To modern ears, the phrase sounds anachronistic and even slightly quaint. But, at the time, it enabled the media to conveniently usher under the same roof those writers who were justifiably raging against the drearily class-bound and rigid convention
s of post-war Britain and breaking new, gritty ground in the process.

The Angry Young Men still with us after all these years now fall into the category of Reflective Old Men. To emphasise it, this month marked the 80th birthday of one of the most prominent: Alan Sillitoe,
who created the bellicose, brawling, beer-swilling Arthur Seaton in Saturday Night and Sunday Morning.

Not so long ago I heard Sillitoe say that he'd reached the age "where I'm too old to die young". The only unsettling thing for me about the sight of Sillitoe's 80 candles-on-the-cake is the fact that the light from them illuminates how old I've grown in the three and a half decades since I first ran each panting stride of The Loneliness of the Long Distance Runner and devoured Sillitoe's short stories. I read the Yorkshire triumvirate: John Braine, Stan Barstow and David Storey. Their world was instantly recognisable to me because I lived in it, too. Sillitoe, however, was much closer to home. So close, I could catch a corporation bus to the streets and bars he wrote about in Nottingham, where I grew up.

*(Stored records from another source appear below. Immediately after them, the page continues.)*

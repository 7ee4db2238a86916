use crate::random::random_bytes_from;
use crate::{Ed25519PublicKey, Ed25519Signature, Error, X25519PublicKey, X25519Secret};
use ed25519_dalek::{Signer, SigningKey};
use rand::{TryCryptoRng, TryRngCore};
use x25519_dalek::SharedSecret;
use zeroize::Zeroize;

/// Long-term identity of an account.
///
/// Holds an Ed25519 signing key for authentication and an independent X25519
/// key for Diffie-Hellman key agreement. Both are generated from separate seeds.
pub(crate) struct IdentityKey {
    signing_key: Box<SigningKey>,
    dh_key: X25519Secret,
}

impl IdentityKey {
    /// Creates a new identity key with randomly generated components.
    pub(crate) fn new_from<R>(rng: &mut R) -> Result<Self, Error>
    where
        R: TryRngCore + TryCryptoRng + ?Sized,
    {
        let mut signing_seed = random_bytes_from::<R, 32>(rng)?;
        let signing_key = Box::new(SigningKey::from_bytes(&signing_seed));
        signing_seed.zeroize();

        let dh_key = X25519Secret::generate_from(rng)?;

        Ok(Self {
            signing_key,
            dh_key,
        })
    }

    /// Signs a message using the Ed25519 signing key.
    pub(crate) fn sign(&self, message: &[u8]) -> Ed25519Signature {
        self.signing_key.sign(message).into()
    }

    /// Returns the public Ed25519 signing key for this identity.
    pub(crate) fn signing_key_public(&self) -> Ed25519PublicKey {
        self.signing_key.verifying_key().into()
    }

    /// Returns the public X25519 key for Diffie-Hellman operations.
    pub(crate) fn dh_key_public(&self) -> X25519PublicKey {
        self.dh_key.public_key()
    }

    /// Performs Diffie-Hellman key agreement with another party's public key.
    pub(crate) fn dh(&self, public_key: &X25519PublicKey) -> SharedSecret {
        self.dh_key.dh(public_key)
    }

    /// Serializes the identity key to a 64-byte array.
    ///
    /// The first 32 bytes contain the Ed25519 private key,
    /// and the last 32 bytes contain the X25519 private key.
    pub(crate) fn to_bytes(&self) -> Box<[u8; 64]> {
        let mut bytes = Box::new([0u8; 64]);
        bytes[0..32].copy_from_slice(self.signing_key.as_bytes());
        bytes[32..64].copy_from_slice(&self.dh_key.to_bytes());

        bytes
    }
}

impl From<&[u8; 64]> for IdentityKey {
    /// Deserializes an identity key from a 64-byte array.
    fn from(bytes: &[u8; 64]) -> Self {
        let mut signing_bytes = Box::new([0u8; 32]);
        signing_bytes.copy_from_slice(&bytes[0..32]);
        let signing_key = Box::new(SigningKey::from_bytes(&signing_bytes));
        signing_bytes.zeroize();

        let mut dh_bytes = Box::new([0u8; 32]);
        dh_bytes.copy_from_slice(&bytes[32..64]);
        let dh_key = X25519Secret::from(dh_bytes);

        Self {
            signing_key,
            dh_key,
        }
    }
}

#[cfg(test)]
mod tests {
    use super::*;
    use rand::rngs::OsRng;

    #[test]
    fn test_signing_and_verification() {
        let identity_key = IdentityKey::new_from(&mut OsRng).unwrap();
        let message = b"This is a test message";

        let signature = identity_key.sign(message);
        let public = identity_key.signing_key_public();
        assert!(public.verify(message, &signature).is_ok());

        let modified_message = b"This is a modified message";
        assert!(public.verify(modified_message, &signature).is_err());
    }

    #[test]
    fn test_signing_and_agreement_keys_are_independent() {
        let identity_key = IdentityKey::new_from(&mut OsRng).unwrap();
        let bytes = identity_key.to_bytes();
        assert_ne!(bytes[0..32], bytes[32..64]);
    }

    #[test]
    fn test_serialization_deserialization() {
        let original_key = IdentityKey::new_from(&mut OsRng).unwrap();
        let serialized = original_key.to_bytes();
        let deserialized_key = IdentityKey::from(&*serialized);

        assert_eq!(
            original_key.signing_key_public(),
            deserialized_key.signing_key_public()
        );
        assert_eq!(original_key.dh_key_public(), deserialized_key.dh_key_public());
    }
}
use crate::Error;
use rand::rngs::OsRng;
use rand::{TryCryptoRng, TryRngCore};

/// Fills a fresh buffer with `N` secure random bytes from `rng`.
///
/// Failure is reported as [`Error::EntropyUnavailable`] and nothing derived
/// from the partially filled buffer escapes.
pub(crate) fn random_bytes_from<R, const N: usize>(rng: &mut R) -> Result<Box<[u8; N]>, Error>
where
    R: TryRngCore + TryCryptoRng + ?Sized,
{
    let mut bytes = Box::new([0u8; N]);
    if let Err(err) = rng.try_fill_bytes(bytes.as_mut_slice()) {
        tracing::error!(target: "duet::random", error = %err, "secure randomness unavailable");
        return Err(Error::EntropyUnavailable);
    }

    Ok(bytes)
}

/// Fills a fresh buffer with `N` bytes from the operating system.
pub(crate) fn random_bytes<const N: usize>() -> Result<Box<[u8; N]>, Error> {
    random_bytes_from::<_, N>(&mut OsRng)
}
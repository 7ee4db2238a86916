mod config;
mod keys;

pub use config::AccountConfig;
pub use keys::{IdentityKeys, OneTimeKeys, PublicKeyBundle};

use crate::messages::PreKeyMessage;
use crate::ratchet::DoubleRatchet;
use crate::session::{Role, Session, SessionKeys};
use crate::x3dh::{IdentityKey, OneTimeKeyStore, X3DH};
use crate::{Ed25519PublicKey, Ed25519Signature, Error, X25519PublicKey, X25519Secret};
use keys::encode_key_map;
use rand::rngs::OsRng;
use rand::{TryCryptoRng, TryRngCore};
use tracing::{debug, warn};

/// A participant's long-term identity and its pool of one-time keys.
///
/// Creates sessions in either direction. Outbound sessions only need the
/// peer's identity key and one of its published one-time keys; inbound
/// sessions are created from the first pre-key message received, consuming
/// the one-time key it names.
pub struct Account {
    pub(crate) identity_key: IdentityKey,
    pub(crate) one_time_keys: OneTimeKeyStore,
    pub(crate) config: AccountConfig,
}

impl Account {
    /// Creates a new account with the given configuration.
    ///
    /// If no configuration is provided, default values are used. Fails with
    /// [`Error::EntropyUnavailable`] if the operating system cannot provide
    /// randomness.
    pub fn new(config: Option<AccountConfig>) -> Result<Self, Error> {
        Self::with_rng(config, &mut OsRng)
    }

    /// Creates a new account drawing its identity keys from `rng`.
    pub fn with_rng<R>(config: Option<AccountConfig>, rng: &mut R) -> Result<Self, Error>
    where
        R: TryRngCore + TryCryptoRng + ?Sized,
    {
        let config = config.unwrap_or_default();
        let identity_key = IdentityKey::new_from(rng)?;

        debug!(
            target: "duet::account",
            curve25519 = %identity_key.dh_key_public().to_base64(),
            "created account"
        );

        Ok(Self {
            identity_key,
            one_time_keys: OneTimeKeyStore::default(),
            config,
        })
    }

    /// Returns the configuration for this account.
    pub fn config(&self) -> &AccountConfig {
        &self.config
    }

    /// Returns the public identity keys in their text form.
    pub fn identity_keys(&self) -> IdentityKeys {
        IdentityKeys {
            curve25519: self.curve25519_key().to_base64(),
            ed25519: self.ed25519_key().to_base64(),
        }
    }

    /// Returns the X25519 public key component of this account's identity key.
    #[inline]
    pub fn curve25519_key(&self) -> X25519PublicKey {
        self.identity_key.dh_key_public()
    }

    /// Returns the Ed25519 public key component of this account's identity key.
    #[inline]
    pub fn ed25519_key(&self) -> Ed25519PublicKey {
        self.identity_key.signing_key_public()
    }

    /// Signs `message` with the account's Ed25519 key. Signatures are
    /// deterministic.
    pub fn sign(&self, message: impl AsRef<[u8]>) -> Ed25519Signature {
        self.identity_key.sign(message.as_ref())
    }

    /// Generates `count` new one-time keys.
    ///
    /// New keys get fresh ascending ids and are unpublished. If randomness
    /// fails no key is added.
    pub fn generate_one_time_keys(&mut self, count: usize) -> Result<(), Error> {
        self.generate_one_time_keys_with_rng(count, &mut OsRng)
    }

    /// Generates `count` new one-time keys drawing their secrets from `rng`.
    pub fn generate_one_time_keys_with_rng<R>(&mut self, count: usize, rng: &mut R) -> Result<(), Error>
    where
        R: TryRngCore + TryCryptoRng + ?Sized,
    {
        let ids = self.one_time_keys.generate_from(rng, count)?;

        let unpublished = self.one_time_keys.unpublished_count();
        debug!(
            target: "duet::account",
            count = ids.len(),
            unpublished,
            "generated one-time keys"
        );
        if unpublished > self.config.max_one_time_keys {
            warn!(
                target: "duet::account",
                unpublished,
                max = self.config.max_one_time_keys,
                "more unpublished one-time keys than the configured maximum"
            );
        }

        Ok(())
    }

    /// Returns the one-time keys that have not been published yet.
    pub fn one_time_keys(&self) -> OneTimeKeys {
        OneTimeKeys {
            curve25519: encode_key_map(&self.one_time_keys.unpublished_public_keys()),
        }
    }

    /// Marks every current one-time key as published.
    pub fn mark_keys_as_published(&mut self) {
        self.one_time_keys.mark_as_published();
    }

    /// The number of unpublished one-time keys the account is meant to hold.
    pub fn max_number_of_one_time_keys(&self) -> usize {
        self.config.max_one_time_keys
    }

    /// Returns the unpublished one-time keys together with the signing key.
    pub fn public_key_bundle(&self) -> PublicKeyBundle {
        PublicKeyBundle {
            agreement: encode_key_map(&self.one_time_keys.unpublished_public_keys()),
            signing: self.ed25519_key().to_base64(),
        }
    }

    /// Creates a session with a peer from its identity key and one of its
    /// published one-time keys.
    ///
    /// Messages encrypted on the new session are pre-key messages until the
    /// peer replies.
    pub fn create_outbound_session(
        &self,
        their_identity_key: X25519PublicKey,
        their_one_time_key: X25519PublicKey,
    ) -> Result<Session, Error> {
        self.create_outbound_session_with_rng(their_identity_key, their_one_time_key, &mut OsRng)
    }

    /// Like [`Account::create_outbound_session`], drawing the base key and
    /// the first ratchet key from `rng`.
    pub fn create_outbound_session_with_rng<R>(
        &self,
        their_identity_key: X25519PublicKey,
        their_one_time_key: X25519PublicKey,
        rng: &mut R,
    ) -> Result<Session, Error>
    where
        R: TryRngCore + TryCryptoRng + ?Sized,
    {
        let base_key = X25519Secret::generate_from(rng)?;
        let ratchet_key = X25519Secret::generate_from(rng)?;

        let shared_secret = X3DH::new(&self.config.protocol_info).initiate_for_alice(
            &self.identity_key,
            &base_key,
            &their_identity_key,
            &their_one_time_key,
        )?;

        let session_keys = SessionKeys {
            identity_key: self.curve25519_key(),
            base_key: base_key.public_key(),
            one_time_key: their_one_time_key,
        };
        let ratchet = DoubleRatchet::initialize_for_alice(
            shared_secret,
            ratchet_key,
            self.config.ratchet_config(),
        );

        Ok(Session::new(
            Role::Initiator,
            session_keys,
            &self.curve25519_key(),
            &their_identity_key,
            ratchet,
        ))
    }

    /// Creates a session from a peer's pre-key message.
    ///
    /// The one-time key named by the message is consumed, whether or not the
    /// message later decrypts. The message itself is not decrypted here; pass
    /// it to [`Session::decrypt`].
    pub fn create_inbound_session(&mut self, message: &PreKeyMessage) -> Result<Session, Error> {
        let session_keys = message.session_keys();
        let one_time_key = self
            .one_time_keys
            .take(&session_keys.one_time_key)
            .ok_or_else(|| Error::UnknownOneTimeKey(session_keys.one_time_key.to_base64()))?;

        debug!(
            target: "duet::account",
            key_id = one_time_key.id.value(),
            "consumed one-time key"
        );

        let shared_secret = X3DH::new(&self.config.protocol_info).initiate_for_bob(
            &self.identity_key,
            &one_time_key.key,
            &session_keys.identity_key,
            &session_keys.base_key,
        )?;

        let ratchet = DoubleRatchet::initialize_for_bob(
            shared_secret,
            message.message().ratchet_key(),
            self.config.ratchet_config(),
        );

        Ok(Session::new(
            Role::Responder,
            session_keys,
            &session_keys.identity_key,
            &self.curve25519_key(),
            ratchet,
        ))
    }

    /// Like [`Account::create_inbound_session`], but only for messages from
    /// `their_identity_key`.
    pub fn create_inbound_session_from(
        &mut self,
        their_identity_key: &X25519PublicKey,
        message: &PreKeyMessage,
    ) -> Result<Session, Error> {
        if message.identity_key() != *their_identity_key {
            return Err(Error::BadMessage(
                "Pre-key message from an unexpected identity".to_string(),
            ));
        }

        self.create_inbound_session(message)
    }
}
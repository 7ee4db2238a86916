#[macro_use]
extern crate afl;
use duet::{Message, MessageType};

fn main() {
    fuzz!(|data: &[u8]| {
        if let Ok(message) = Message::from_bytes(data) {
            assert_eq!(message.to_bytes(), data);
        }

        if let Ok(text) = std::str::from_utf8(data) {
            let _ = Message::from_parts(MessageType::PreKey, text);
            let _ = Message::from_parts(MessageType::Normal, text);
        }
    });
}
use crate::ratchet::RatchetConfig;

/// Limits and protocol parameters of an account and the sessions it creates.
#[derive(Clone, Debug, PartialEq, Eq)]
pub struct AccountConfig {
    /// Number of unpublished one-time keys the account is expected to hold.
    ///
    /// Advisory: generating more only logs a warning.
    pub max_one_time_keys: usize,
    /// Message keys cached per session for out-of-order delivery.
    pub max_skipped_message_keys: usize,
    /// Largest counter jump accepted within one chain.
    pub max_message_gap: u32,
    /// Receiving chains kept per session for late messages.
    pub max_receiving_chains: usize,
    /// Context of the handshake key derivation. Both parties must agree on it.
    pub protocol_info: Vec<u8>,
}

impl Default for AccountConfig {
    fn default() -> Self {
        Self {
            max_one_time_keys: 100,
            max_skipped_message_keys: 40,
            max_message_gap: 2000,
            max_receiving_chains: 5,
            protocol_info: b"Duet-E2E-v1".to_vec(),
        }
    }
}

impl AccountConfig {
    pub(crate) fn ratchet_config(&self) -> RatchetConfig {
        RatchetConfig {
            max_skipped_message_keys: self.max_skipped_message_keys,
            max_message_gap: self.max_message_gap,
            max_receiving_chains: self.max_receiving_chains,
        }
    }
}
fn ratchet_from_proto(ratchet_proto: &RatchetProto) -> Result<DoubleRatchet, Error> {
    let config = RatchetConfig {
        max_skipped_message_keys: limit(
            ratchet_proto.max_skipped_message_keys,
            "max_skipped_message_keys",
        )?,
        max_message_gap: ratchet_proto.max_message_gap,
        max_receiving_chains: limit(ratchet_proto.max_receiving_chains, "max_receiving_chains")?,
    };

    let sending_chain = ratchet_proto
        .sending_chain
        .as_ref()
        .map(|chain| -> Result<SendingChain, Error> {
            Ok(SendingChain {
                ratchet_key: X25519Secret::from(key_bytes(&chain.ratchet_key, "ratchet key")?),
                chain: Chain {
                    chain_key: key_bytes(&chain.chain_key, "chain key")?,
                    index: chain.index,
                },
            })
        })
        .transpose()?;

    let receiving_chains = ratchet_proto
        .receiving_chains
        .iter()
        .map(|chain| -> Result<ReceivingChain, Error> {
            Ok(ReceivingChain {
                ratchet_key: public_key(&chain.ratchet_key, "ratchet key")?,
                chain: Chain {
                    chain_key: key_bytes(&chain.chain_key, "chain key")?,
                    index: chain.index,
                },
            })
        })
        .collect::<Result<VecDeque<_>, _>>()?;

    if sending_chain.is_none() && receiving_chains.is_empty() {
        return Err(invalid("Ratchet has neither a sending nor a receiving chain"));
    }

    let skipped_message_keys = ratchet_proto
        .skipped_message_keys
        .iter()
        .map(|skipped| -> Result<SkippedMessageKey, Error> {
            Ok(SkippedMessageKey {
                ratchet_key: public_key(&skipped.ratchet_key, "ratchet key")?,
                message_key: MessageKey {
                    key: key_bytes(&skipped.message_key, "message key")?,
                    index: skipped.index,
                },
            })
        })
        .collect::<Result<VecDeque<_>, _>>()?;

    Ok(DoubleRatchet {
        root_key: key_bytes(&ratchet_proto.root_key, "root key")?,
        sending_chain,
        receiving_chains,
        skipped_message_keys,
        config,
    })
}

fn zeroize_ratchet_proto(session_proto: &mut SessionProto) {
    if let Some(ratchet) = session_proto.ratchet.as_mut() {
        ratchet.root_key.zeroize();
        if let Some(chain) = ratchet.sending_chain.as_mut() {
            chain.ratchet_key.zeroize();
            chain.chain_key.zeroize();
        }
        for chain in ratchet.receiving_chains.iter_mut() {
            chain.chain_key.zeroize();
        }
        for skipped in ratchet.skipped_message_keys.iter_mut() {
            skipped.message_key.zeroize();
        }
    }
}
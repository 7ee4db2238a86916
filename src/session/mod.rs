use crate::messages::{Message, PreKeyMessage};
use crate::ratchet::DoubleRatchet;
use crate::types::base64_encode;
use crate::{Error, X25519PublicKey};
use rand::rngs::OsRng;
use rand::{TryCryptoRng, TryRngCore};
use sha2::{Digest, Sha256};
use tracing::{debug, trace};

/// Length of the associated data binding a session to both identities.
pub(crate) const ASSOCIATED_DATA_LENGTH: usize = 2 * X25519PublicKey::LENGTH;

/// Which side of the handshake created a session.
#[derive(Clone, Copy, Debug, PartialEq, Eq, Hash)]
pub enum Role {
    /// Created the session from the peer's published keys.
    Initiator,
    /// Created the session from a received pre-key message.
    Responder,
}

/// The handshake keys identifying a session.
///
/// These are carried in every pre-key message, which lets the responder match
/// retransmitted pre-key messages to an existing session.
#[derive(Clone, Copy, Debug, PartialEq, Eq)]
pub struct SessionKeys {
    /// The initiator's identity key.
    pub identity_key: X25519PublicKey,
    /// The initiator's ephemeral base key.
    pub base_key: X25519PublicKey,
    /// The responder's one-time key used by the handshake.
    pub one_time_key: X25519PublicKey,
}

impl SessionKeys {
    /// A stable identifier for the session: unpadded base64 of the SHA-256
    /// hash of the three handshake keys. Both sides compute the same id.
    pub fn session_id(&self) -> String {
        let mut hasher = Sha256::new();
        hasher.update(self.identity_key.as_bytes());
        hasher.update(self.base_key.as_bytes());
        hasher.update(self.one_time_key.as_bytes());

        base64_encode(hasher.finalize())
    }
}

/// An end-to-end encrypted session with one peer.
pub struct Session {
    pub(crate) session_id: String,
    pub(crate) role: Role,
    pub(crate) session_keys: SessionKeys,
    pub(crate) associated_data: [u8; ASSOCIATED_DATA_LENGTH],
    pub(crate) ratchet: DoubleRatchet,
    pub(crate) received_message: bool,
}

impl std::fmt::Debug for Session {
    fn fmt(&self, f: &mut std::fmt::Formatter<'_>) -> std::fmt::Result {
        // Key material is deliberately omitted.
        f.debug_struct("Session")
            .field("session_id", &self.session_id)
            .field("role", &self.role)
            .finish_non_exhaustive()
    }
}

impl Session {
    pub(crate) fn new(
        role: Role,
        session_keys: SessionKeys,
        initiator_identity: &X25519PublicKey,
        responder_identity: &X25519PublicKey,
        ratchet: DoubleRatchet,
    ) -> Self {
        let mut associated_data = [0u8; ASSOCIATED_DATA_LENGTH];
        associated_data[0..32].copy_from_slice(initiator_identity.as_bytes());
        associated_data[32..64].copy_from_slice(responder_identity.as_bytes());

        let session_id = session_keys.session_id();
        debug!(target: "duet::session", session_id = %session_id, ?role, "created session");

        Self {
            session_id,
            role,
            session_keys,
            associated_data,
            ratchet,
            received_message: false,
        }
    }

    /// Returns the session id, identical on both sides.
    pub fn session_id(&self) -> &str {
        &self.session_id
    }

    pub fn role(&self) -> Role {
        self.role
    }

    pub fn session_keys(&self) -> SessionKeys {
        self.session_keys
    }

    /// Whether a message from the peer has been decrypted on this session.
    pub fn has_received_message(&self) -> bool {
        self.received_message
    }

    /// Encrypts a message for the peer.
    ///
    /// Until the initiator has received a reply, its messages are pre-key
    /// messages so that the peer can establish the session from any of them.
    /// Only the first message after a new peer ratchet key needs randomness;
    /// if that fails the session is left unchanged.
    pub fn encrypt(&mut self, plaintext: impl AsRef<[u8]>) -> Result<Message, Error> {
        self.encrypt_with(&mut OsRng, plaintext.as_ref())
    }

    pub(crate) fn encrypt_with<R>(&mut self, rng: &mut R, plaintext: &[u8]) -> Result<Message, Error>
    where
        R: TryRngCore + TryCryptoRng + ?Sized,
    {
        let message = if self.role == Role::Initiator && !self.received_message {
            let header = PreKeyMessage::encode_header(&self.session_keys);
            let ad = [self.associated_data.as_slice(), header.as_slice()].concat();
            let inner = self.ratchet.encrypt(rng, plaintext, &ad)?;
            Message::PreKey(PreKeyMessage::new(self.session_keys, inner))
        } else {
            Message::Normal(self.ratchet.encrypt(rng, plaintext, &self.associated_data)?)
        };

        trace!(
            target: "duet::session",
            session_id = %self.session_id,
            message_type = ?message.message_type(),
            "encrypted message"
        );

        Ok(message)
    }

    /// Decrypts a message from the peer.
    ///
    /// A pre-key message is only accepted by the responder session it
    /// belongs to. On failure the session is left unchanged.
    pub fn decrypt(&mut self, message: &Message) -> Result<Vec<u8>, Error> {
        let result = match message {
            Message::Normal(message) => self.ratchet.decrypt(message, &self.associated_data),
            Message::PreKey(message) => {
                if self.role != Role::Responder || !self.matches_inbound(message) {
                    return Err(Error::BadMessage(
                        "Pre-key message does not belong to this session".to_string(),
                    ));
                }

                let ad = [self.associated_data.as_slice(), message.header_bytes().as_slice()].concat();
                self.ratchet.decrypt(message.message(), &ad)
            }
        };

        let plaintext = result.inspect_err(|err| {
            debug!(
                target: "duet::session",
                session_id = %self.session_id,
                error = %err,
                "failed to decrypt message"
            );
        })?;
        self.received_message = true;

        Ok(plaintext)
    }

    /// Checks whether a pre-key message was created for this session.
    pub fn matches_inbound(&self, message: &PreKeyMessage) -> bool {
        message.session_keys() == self.session_keys
    }

    /// Like [`Session::matches_inbound`], additionally requiring the message
    /// to come from `their_identity_key`.
    pub fn matches_inbound_from(
        &self,
        their_identity_key: &X25519PublicKey,
        message: &PreKeyMessage,
    ) -> bool {
        message.identity_key() == *their_identity_key && self.matches_inbound(message)
    }
}
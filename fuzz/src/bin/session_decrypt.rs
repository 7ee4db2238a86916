#[macro_use]
extern crate afl;
use duet::{Account, Message, Session};

fn get_session() -> Session {
    // The Victim
    let alice = Account::new(None).expect("Setup failed");

    // The Attacker context
    let mut bob = Account::new(None).expect("Setup failed");
    bob.generate_one_time_keys(1).expect("Setup failed");
    let one_time_key = *bob
        .one_time_keys()
        .keys()
        .expect("Setup failed")
        .values()
        .next()
        .expect("Setup failed");

    alice
        .create_outbound_session(bob.curve25519_key(), one_time_key)
        .expect("Setup failed")
}

fn main() {
    let mut session = get_session();

    fuzz!(|data: &[u8]| {
        if let Ok(message) = Message::from_bytes(data) {
            let _ = session.decrypt(&message);
        }
    });
}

His landmark birthday provides the hook on which to hang and then re-appraise the novels of that era. The best of them, such as Sillitoe's own, are worth reading for a lot more than satisfying your curiosity about obscure points of social history. The gilt of literary merit hasn't rubbed off them with age, and the books contain strong central characters, good writing and solid plotting. Each shows in some way the grimness and monotonous grind of working at the pit-head, on a lathe or behind a shop-counter, but also makes clear that the generation being written about is frustrated, resentful and plainly not content to robotically clock on and off and live in a row of identical red brick council houses. Rebellion hangs in the air as thick as pub smoke once did.

The ideas scarcely seem revolutionary in these more egalitarian days, but of course the novels need to be read in context. Sillitoe was among the writers responsible for changing the reading public's perception of the working man and woman – notably achieved without romanticising them.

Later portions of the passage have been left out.